Eventually, the pair realized the need for a few changes. In 2007, after two years at the Oram Street location, they began searching for a more visible storefront. A renovated 1940s garage apartment, off of Henderson Avenue, was the ideal spot for the store. Complete with a beautiful spiral staircase, the new locale had a casual, yet hip feel. It had just the right charm and space to show off the furniture and art. The vibe is relaxed and easy-going, much like Jepsen herself. Clad in jeans and flip-flops, her blond locks tucked under a chic hat, she always says “hello” as her customers enter the door. But she doesn’t hover.
“We like a laid-back vibe, no pressure in here at all. Art is subjective and if a piece doesn’t speak to you, if you don’t love it and see it in your home, I can’t push it on you,” she said.
Even before moving to the third location, Jepsen noticed a shift in her client’s demands. Along with unique, quality pieces of furniture, they were also purchasing a good deal of the local, original artwork. Local artists quickly began to seek out the consignment shop in the hopes of selling their paintings. As for Jepsen, the former advertising employee found she had a knack for picking out local artists whose work matched her customers’ tastes.
“I was never an art buff and going to art history classes and going to museums every weekend wasn’t really me, so it’s kind of ironic that I fell into something that doesn’t really fit my background,” she said. “But I know what I love and I think I am good at selecting art. You figure out what your clients like, what they want in their homes.”
The store has become a launching pad for several artists, which Jepsen says makes her truly happy. “That’s a lot of fun. That’s our goal, to get you some exposure, get you a starting point and then have you grow beyond to make it into a gallery,” she said.

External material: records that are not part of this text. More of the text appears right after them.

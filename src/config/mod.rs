// ABOUTME: Configuration module root
// ABOUTME: Environment-only server configuration
//
// SPDX-License-Identifier: MIT OR Apache-2.0
// Copyright (c) 2025 Pierre Fitness Intelligence

/// Environment-driven server configuration
pub mod environment;

pub use environment::{LlmConfig, LogFormat, MediaConfig, ServerConfig};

Jepsen’s passion for finding new art and her warm, bubbly personality are infectious. It’s easy to see why new artists feel comfortable approaching her and asking about getting their pieces in the shop. But that’s also what makes it so tough when she has to turn them away. Thanks to word-of-mouth, the store is currently working with about 15 different artists. Jepsen’s normally sparkly brown eyes seem to dim a bit as she reveals that the shop isn’t adding more artists at this time. She hates to turn them away, but always manages to give them a lead to another store or a gallery. Jepsen wants them to have hope and know that they can succeed. Her story is an inspiration in itself.

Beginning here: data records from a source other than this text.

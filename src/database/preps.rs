// ABOUTME: Database operations for prep tasks planned into a week
// ABOUTME: CRUD scoped by week with optional project links
//
// SPDX-License-Identifier: MIT OR Apache-2.0
// Copyright (c) 2025 Pierre Fitness Intelligence

use chrono::{DateTime, Utc};
use serde::{Deserialize, Serialize};
use sqlx::{sqlite::SqliteRow, Row, SqlitePool};
use uuid::Uuid;

use super::{list_limit, row_optional_uuid, row_timestamp, row_uuid};
use crate::errors::{require_non_empty, AppError, AppResult};
use crate::models::DayOfWeek;

/// A prep task (chop, marinate, bake ahead) for a week
#[derive(Debug, Clone, PartialEq, Eq, Serialize, Deserialize)]
pub struct Prep {
    /// Unique identifier
    pub id: Uuid,
    /// Owning week
    pub week_id: Uuid,
    /// Linked project, if any
    pub project_id: Option<Uuid>,
    /// What to prep
    pub description: String,
    /// Planned day
    pub day: Option<DayOfWeek>,
    /// Whether it is done
    pub completed: bool,
    /// Creation timestamp
    pub created_at: DateTime<Utc>,
    /// Last update timestamp
    pub updated_at: DateTime<Utc>,
}

/// Request to create a prep
#[derive(Debug, Clone, Serialize, Deserialize)]
pub struct CreatePrepRequest {
    /// Owning week
    pub week_id: Uuid,
    /// Linked project
    #[serde(default)]
    pub project_id: Option<Uuid>,
    /// What to prep
    pub description: String,
    /// Planned day
    #[serde(default)]
    pub day: Option<DayOfWeek>,
    /// Already done
    #[serde(default)]
    pub completed: bool,
}

/// Partial update for a prep
#[derive(Debug, Clone, Default, Serialize, Deserialize)]
pub struct UpdatePrepRequest {
    /// New project link (if provided)
    pub project_id: Option<Uuid>,
    /// New description (if provided)
    pub description: Option<String>,
    /// New day (if provided)
    pub day: Option<DayOfWeek>,
    /// New completion flag (if provided)
    pub completed: Option<bool>,
}

/// Prep database operations manager
pub struct PrepManager {
    pool: SqlitePool,
}

impl PrepManager {
    /// Create a new prep manager
    #[must_use]
    pub const fn new(pool: SqlitePool) -> Self {
        Self { pool }
    }

    /// List preps, optionally for one week
    ///
    /// # Errors
    ///
    /// Returns an error if database operation fails
    pub async fn list(&self, week_id: Option<&str>, limit: Option<u32>) -> AppResult<Vec<Prep>> {
        let rows = sqlx::query(
            r"
            SELECT id, week_id, project_id, description, day, completed, created_at, updated_at
            FROM preps
            WHERE ($1 IS NULL OR week_id = $1)
            ORDER BY created_at ASC
            LIMIT $2
            ",
        )
        .bind(week_id)
        .bind(list_limit(limit))
        .fetch_all(&self.pool)
        .await
        .map_err(|e| AppError::database(format!("Failed to list preps: {e}")))?;

        rows.iter().map(row_to_prep).collect()
    }

    /// Get a prep by ID
    ///
    /// # Errors
    ///
    /// Returns an error if database operation fails
    pub async fn get(&self, prep_id: &str) -> AppResult<Option<Prep>> {
        let row = sqlx::query(
            r"
            SELECT id, week_id, project_id, description, day, completed, created_at, updated_at
            FROM preps
            WHERE id = $1
            ",
        )
        .bind(prep_id)
        .fetch_optional(&self.pool)
        .await
        .map_err(|e| AppError::database(format!("Failed to get prep: {e}")))?;

        row.as_ref().map(row_to_prep).transpose()
    }

    /// Create a prep
    ///
    /// # Errors
    ///
    /// Returns an error if the description is blank, the week or project
    /// does not exist, or the database operation fails
    pub async fn create(&self, request: &CreatePrepRequest) -> AppResult<Prep> {
        let now = Utc::now();
        let prep = Prep {
            id: Uuid::new_v4(),
            week_id: request.week_id,
            project_id: request.project_id,
            description: require_non_empty("description", &request.description)?.to_owned(),
            day: request.day,
            completed: request.completed,
            created_at: now,
            updated_at: now,
        };

        sqlx::query(
            r"
            INSERT INTO preps (
                id, week_id, project_id, description, day, completed, created_at, updated_at
            ) VALUES ($1, $2, $3, $4, $5, $6, $7, $7)
            ",
        )
        .bind(prep.id.to_string())
        .bind(prep.week_id.to_string())
        .bind(prep.project_id.map(|id| id.to_string()))
        .bind(&prep.description)
        .bind(prep.day.map(|d| d.as_str()))
        .bind(prep.completed)
        .bind(now.to_rfc3339())
        .execute(&self.pool)
        .await?;

        Ok(prep)
    }

    /// Apply a partial update
    ///
    /// # Errors
    ///
    /// Returns an error if a provided description is blank or the database operation fails
    pub async fn update(&self, prep_id: &str, request: &UpdatePrepRequest) -> AppResult<Option<Prep>> {
        let Some(existing) = self.get(prep_id).await? else {
            return Ok(None);
        };

        let description = match &request.description {
            Some(d) => require_non_empty("description", d)?.to_owned(),
            None => existing.description,
        };

        let result = sqlx::query(
            r"
            UPDATE preps SET
                project_id = $1, description = $2, day = $3, completed = $4, updated_at = $5
            WHERE id = $6
            ",
        )
        .bind(request.project_id.or(existing.project_id).map(|id| id.to_string()))
        .bind(&description)
        .bind(request.day.or(existing.day).map(|d| d.as_str()))
        .bind(request.completed.unwrap_or(existing.completed))
        .bind(Utc::now().to_rfc3339())
        .bind(prep_id)
        .execute(&self.pool)
        .await?;

        if result.rows_affected() == 0 {
            return Ok(None);
        }

        self.get(prep_id).await
    }

    /// Delete a prep
    ///
    /// # Errors
    ///
    /// Returns an error if database operation fails
    pub async fn delete(&self, prep_id: &str) -> AppResult<bool> {
        let result = sqlx::query("DELETE FROM preps WHERE id = $1")
            .bind(prep_id)
            .execute(&self.pool)
            .await
            .map_err(|e| AppError::database(format!("Failed to delete prep: {e}")))?;

        Ok(result.rows_affected() > 0)
    }
}

fn row_to_prep(row: &SqliteRow) -> AppResult<Prep> {
    let day: Option<String> = row.get("day");
    Ok(Prep {
        id: row_uuid(row, "id")?,
        week_id: row_uuid(row, "week_id")?,
        project_id: row_optional_uuid(row, "project_id")?,
        description: row.get("description"),
        day: day.as_deref().and_then(DayOfWeek::parse),
        completed: row.get("completed"),
        created_at: row_timestamp(row, "created_at")?,
        updated_at: row_timestamp(row, "updated_at")?,
    })
}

“I never would have expected this. If you had asked me 10 years ago, I’d have said ‘Own a store? Yea right,'" she laughed.
She’s more outgoing now, she noted, and happier too. Though she’s been out of corporate grind for years, she still remembers how much she dreaded the work week.
“A lot of days, when you’re working for the man, so to speak, you wake up in the morning and you think, ‘I just want to hit snooze, I don’t want to go today.’ I never, ever, ever, get that feeling now and I had it all the time in advertising. I couldn’t wait for Friday. Now I want the weekend to get here because I work Saturdays and Sundays and those are my busiest sales days. I’m excited when the weekend gets here for a completely different reason than anybody else.”
Instead of becoming bogged down in fear after losing her advertising agency job, Jepsen made the decision to focus solely on Art is Art. That bravery, plus a strong sense of dedication, and a great partnership with her mother, has kept her motivated.
“To run a business, you have to take a chance on it, you have to know that you’re giving up that regular salary that you’re used to, and your full-time advertising job and you have to take a chance on it. And you have to know that retail is a roller-coaster business and it’s up and down and you have to be patient,” she said. “I just gotta hang in there, it’s what I want to do. I’d rather be working for myself than go back. I just love it.”
Art is Art is located at 2811 N. Henderson Avenue.